[Activity] Copy out all the entries word for word.

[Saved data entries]
/// The arithmetic step.
///
/// Applies `+ - * / %` to two integers with wrapping overflow and reports
/// division by zero and unsupported operator symbols.
pub mod arithmetic;

/// The single-pass scanner.
///
/// Contains the recursive frame evaluator that lexes, applies precedence and
/// computes in one walk over a line, tracking parenthesis depth and the
/// number of active frames.
pub mod core;
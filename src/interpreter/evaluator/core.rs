use std::iter::Peekable;

use logos::{Lexer, Logos};

use crate::{
    error::{EvalError, EvalResult},
    interpreter::{
        evaluator::arithmetic::{BinaryOperator, combine},
        lexer::Token,
        store::Transaction,
    },
};

/// Default maximum number of nested frames one line may open.
pub const DEFAULT_MAX_DEPTH: usize = 256;

/// The state of one recursive evaluation.
///
/// A frame accumulates a single value. Multiplicative operators stay pending
/// inside the frame; additive operators hand the rest of the line to a new
/// frame and combine its result.
#[derive(Debug, Default)]
struct Frame {
    /// The value folded so far, `None` until the first operand.
    accumulator: Option<i64>,
    /// The operator waiting for its right operand.
    pending:     Option<char>,
    /// Whether the next operand is negated.
    negated:     bool,
}

impl Frame {
    const fn negated() -> Self {
        Self { accumulator: None,
               pending:     None,
               negated:     true, }
    }

    /// Folds a freshly scanned operand into the accumulator.
    ///
    /// A pending negation only applies to the frame's first operand; after an
    /// operator it is consumed without effect, so `2*-3` is `6` and negative
    /// right operands must be parenthesised, as in `2*(-3)`.
    fn fold(&mut self, value: i64) -> EvalResult<()> {
        let negated = std::mem::take(&mut self.negated);

        self.accumulator = Some(match self.accumulator {
                                    Some(left) => {
                                        let op = self.pending
                                                     .take()
                                                     .ok_or(EvalError::InvalidOperator)?;
                                        combine(left, op, value)?
                                    },
                                    None if negated => value.wrapping_neg(),
                                    None => value,
                                });
        Ok(())
    }

    /// Resolves the frame once its input ends.
    fn finish(self) -> EvalResult<i64> {
        let value = self.accumulator.ok_or(EvalError::EmptyInput)?;
        if self.pending.is_some() {
            return Err(EvalError::InvalidInput);
        }
        Ok(value)
    }
}

/// Single-pass scanner over one expression line.
///
/// The scanner lexes, parses and computes in one left-to-right walk: it pulls
/// one token at a time from a lazy lexer and folds it into the current frame.
/// Parenthesised groups, assignment right-hand sides and additive
/// continuations are evaluated by recursive frames that share the scanner's
/// cursor, so a nested frame leaves the cursor just past whatever ended it.
///
/// All scan state (cursor, scope depth, frame count, staged assignments) is
/// owned by the scanner, which lives for exactly one line.
pub struct Scanner<'src, 'txn, 'store> {
    tokens:    Peekable<Lexer<'src, Token<'src>>>,
    variables: &'txn mut Transaction<'store>,
    /// Open parenthesised groups.
    depth:     usize,
    /// Active frames.
    frames:    usize,
    max_depth: usize,
}

impl<'src, 'txn, 'store> Scanner<'src, 'txn, 'store> {
    /// Creates a scanner positioned at the start of `source`.
    pub fn new(source: &'src str,
               variables: &'txn mut Transaction<'store>,
               max_depth: usize)
               -> Self {
        Self { tokens: Token::lexer(source).peekable(),
               variables,
               depth: 0,
               frames: 0,
               max_depth }
    }

    /// Evaluates the whole line as the outermost frame.
    ///
    /// # Errors
    /// Any [`EvalError`]. `EmptyInput` is only returned for a blank line.
    /// A group still open when the scan stops overrides every other outcome
    /// with `InvalidInput`, including an error raised inside that group.
    pub fn run(mut self) -> EvalResult<i64> {
        let result = self.eval_frame(Frame::default());

        if self.depth != 0 {
            tracing::trace!(depth = self.depth, ?result, "unclosed parentheses");
            return Err(EvalError::InvalidInput);
        }
        result
    }

    /// Evaluates the rest of the input as a nested frame.
    fn eval_nested(&mut self, frame: Frame) -> EvalResult<i64> {
        self.eval_frame(frame).map_err(EvalError::nested)
    }

    fn eval_frame(&mut self, mut frame: Frame) -> EvalResult<i64> {
        if self.frames >= self.max_depth {
            tracing::trace!(max_depth = self.max_depth, "frame limit reached");
            return Err(EvalError::InvalidInput);
        }
        self.frames += 1;
        let result = self.scan(&mut frame).and_then(|assigned| match assigned {
                                                       Some(value) => Ok(value),
                                                       None => frame.finish(),
                                                   });
        self.frames -= 1;
        result
    }

    /// Scans tokens into `frame` until the frame ends.
    ///
    /// Returns `Some(value)` when an assignment ended the frame, `None` when
    /// the frame has to be resolved from its accumulator.
    fn scan(&mut self, frame: &mut Frame) -> EvalResult<Option<i64>> {
        while let Some(token) = self.tokens.next() {
            let token = token.map_err(|()| EvalError::InvalidInput)?;
            tracing::trace!(?token, frame = self.frames, depth = self.depth, "scan");

            match token {
                Token::Integer(value) => frame.fold(value)?,
                Token::Identifier(name) => {
                    if self.tokens
                           .next_if(|next| next.as_ref().is_ok_and(|t| t.is_symbol('=')))
                           .is_some()
                    {
                        return self.assign(name).map(Some);
                    }
                    let value = self.variables.get(name)?;
                    frame.fold(value)?;
                },
                Token::LParen => {
                    self.depth += 1;
                    let value = self.eval_nested(Frame::default())?;
                    frame.fold(value)?;
                },
                Token::RParen => {
                    self.depth = self.depth.checked_sub(1).ok_or(EvalError::InvalidInput)?;
                    break;
                },
                Token::Symbol(symbol) => {
                    if frame.accumulator.is_none() || frame.pending.is_some() {
                        if symbol != '-' {
                            return Err(EvalError::InvalidInput);
                        }
                        frame.negated = !frame.negated;
                        continue;
                    }

                    let operator = BinaryOperator::from_symbol(symbol);
                    if operator.is_some_and(BinaryOperator::is_multiplicative) {
                        frame.pending = Some(symbol);
                        continue;
                    }

                    // Lower precedence: the rest of the line is the right operand.
                    let (op, right) = if symbol == '-' {
                        ('+', self.eval_nested(Frame::negated())?)
                    } else {
                        (symbol, self.eval_nested(Frame::default())?)
                    };
                    frame.pending = Some(op);
                    frame.fold(right)?;
                    break;
                },
                Token::Ignored => {},
            }
        }
        Ok(None)
    }

    /// Evaluates the right-hand side of `name = ...` and stages the result.
    fn assign(&mut self, name: &str) -> EvalResult<i64> {
        let value = self.eval_nested(Frame::default())?;
        self.variables.set(name, value)?;
        tracing::debug!(name, value, "staged assignment");
        Ok(value)
    }
}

[Solution to the problem]
/// The arithmetic step.
///
/// Applies `+ - * / %` to two integers with wrapping overflow and reports
/// division by zero and unsupported operator symbols.
pub mod arithmetic;

/// The single-pass scanner.
///
/// Contains the recursive frame evaluator that lexes, applies precedence and
/// computes in one walk over a line, tracking parenthesis depth and the
/// number of active frames.
pub mod core;
filename src/interpreter/evaluator/core.rs
use std::iter::Peekable;

use logos::{Lexer, Logos};

use crate::{
    error::{EvalError, EvalResult},
    interpreter::{
        evaluator::arithmetic::{BinaryOperator, combine},
        lexer::Token,
        store::Transaction,
    },
};

/// Default maximum number of nested frames one line may open.
pub const DEFAULT_MAX_DEPTH: usize = 256;

/// The state of one recursive evaluation.
///
/// A frame accumulates a single value. Multiplicative operators stay pending
/// inside the frame; additive operators hand the rest of the line to a new
/// frame and combine its result.
#[derive(Debug, Default)]
struct Frame {
    /// The value folded so far, `None` until the first operand.
    accumulator: Option<i64>,
    /// The operator waiting for its right operand.
    pending:     Option<char>,
    /// Whether the next operand is negated.
    negated:     bool,
}

impl Frame {
    const fn negated() -> Self {
        Self { accumulator: None,
               pending:     None,
               negated:     true, }
    }

    /// Folds a freshly scanned operand into the accumulator.
    ///
    /// A pending negation only applies to the frame's first operand; after an
    /// operator it is consumed without effect, so `2*-3` is `6` and negative
    /// right operands must be parenthesised, as in `2*(-3)`.
    fn fold(&mut self, value: i64) -> EvalResult<()> {
        let negated = std::mem::take(&mut self.negated);

        self.accumulator = Some(match self.accumulator {
                                    Some(left) => {
                                        let op = self.pending
                                                     .take()
                                                     .ok_or(EvalError::InvalidOperator)?;
                                        combine(left, op, value)?
                                    },
                                    None if negated => value.wrapping_neg(),
                                    None => value,
                                });
        Ok(())
    }

    /// Resolves the frame once its input ends.
    fn finish(self) -> EvalResult<i64> {
        let value = self.accumulator.ok_or(EvalError::EmptyInput)?;
        if self.pending.is_some() {
            return Err(EvalError::InvalidInput);
        }
        Ok(value)
    }
}

/// Single-pass scanner over one expression line.
///
/// The scanner lexes, parses and computes in one left-to-right walk: it pulls
/// one token at a time from a lazy lexer and folds it into the current frame.
/// Parenthesised groups, assignment right-hand sides and additive
/// continuations are evaluated by recursive frames that share the scanner's
/// cursor, so a nested frame leaves the cursor just past whatever ended it.
///
/// All scan state (cursor, scope depth, frame count, staged assignments) is
/// owned by the scanner, which lives for exactly one line.
pub struct Scanner<'src, 'txn, 'store> {
    tokens:    Peekable<Lexer<'src, Token<'src>>>,
    variables: &'txn mut Transaction<'store>,
    /// Open parenthesised groups.
    depth:     usize,
    /// Active frames.
    frames:    usize,
    max_depth: usize,
}

impl<'src, 'txn, 'store> Scanner<'src, 'txn, 'store> {
    /// Creates a scanner positioned at the start of `source`.
    pub fn new(source: &'src str,
               variables: &'txn mut Transaction<'store>,
               max_depth: usize)
               -> Self {
        Self { tokens: Token::lexer(source).peekable(),
               variables,
               depth: 0,
               frames: 0,
               max_depth }
    }

    /// Evaluates the whole line as the outermost frame.
    ///
    /// # Errors
    /// Any [`EvalError`]. `EmptyInput` is only returned for a blank line.
    /// A group still open when the scan stops overrides every other outcome
    /// with `InvalidInput`, including an error raised inside that group.
    pub fn run(mut self) -> EvalResult<i64> {
        let result = self.eval_frame(Frame::default());

        if self.depth != 0 {
            tracing::trace!(depth = self.depth, ?result, "unclosed parentheses");
            return Err(EvalError::InvalidInput);
        }
        result
    }

    /// Evaluates the rest of the input as a nested frame.
    fn eval_nested(&mut self, frame: Frame) -> EvalResult<i64> {
        self.eval_frame(frame).map_err(EvalError::nested)
    }

    fn eval_frame(&mut self, mut frame: Frame) -> EvalResult<i64> {
        if self.frames >= self.max_depth {
            tracing::trace!(max_depth = self.max_depth, "frame limit reached");
            return Err(EvalError::InvalidInput);
        }
        self.frames += 1;
        let result = self.scan(&mut frame).and_then(|assigned| match assigned {
                                                       Some(value) => Ok(value),
                                                       None => frame.finish(),
                                                   });
        self.frames -= 1;
        result
    }

    /// Scans tokens into `frame` until the frame ends.
    ///
    /// Returns `Some(value)` when an assignment ended the frame, `None` when
    /// the frame has to be resolved from its accumulator.
    fn scan(&mut self, frame: &mut Frame) -> EvalResult<Option<i64>> {
        while let Some(token) = self.tokens.next() {
            let token = token.map_err(|()| EvalError::InvalidInput)?;
            tracing::trace!(?token, frame = self.frames, depth = self.depth, "scan");

            match token {
                Token::Integer(value) => frame.fold(value)?,
                Token::Identifier(name) => {
                    if self.tokens
                           .next_if(|next| next.as_ref().is_ok_and(|t| t.is_symbol('=')))
                           .is_some()
                    {
                        return self.assign(name).map(Some);
                    }
                    let value = self.variables.get(name)?;
                    frame.fold(value)?;
                },
                Token::LParen => {
                    self.depth += 1;
                    let value = self.eval_nested(Frame::default())?;
                    frame.fold(value)?;
                },
                Token::RParen => {
                    self.depth = self.depth.checked_sub(1).ok_or(EvalError::InvalidInput)?;
                    break;
                },
                Token::Symbol(symbol) => {
                    if frame.accumulator.is_none() || frame.pending.is_some() {
                        if symbol != '-' {
                            return Err(EvalError::InvalidInput);
                        }
                        frame.negated = !frame.negated;
                        continue;
                    }

                    let operator = BinaryOperator::from_symbol(symbol);
                    if operator.is_some_and(BinaryOperator::is_multiplicative) {
                        frame.pending = Some(symbol);
                        continue;
                    }

                    // Lower precedence: the rest of the line is the right operand.
                    let (op, right) = if symbol == '-' {
                        ('+', self.eval_nested(Frame::negated())?)
                    } else {
                        (symbol, self.eval_nested(Frame::default())?)
                    };
                    frame.pending = Some(op);
                    frame.fold(right)?;
                    break;
                },
                Token::Ignored => {},
            }
        }
        Ok(None)
    }

    /// Evaluates the right-hand side of `name = ...` and stages the result.
    fn assign(&mut self, name: &str) -> EvalResult<i64> {
        let value = self.eval_nested(Frame::default())?;
        self.variables.set(name, value)?;
        tracing::debug!(name, value, "staged assignment");
        Ok(value)
    }
}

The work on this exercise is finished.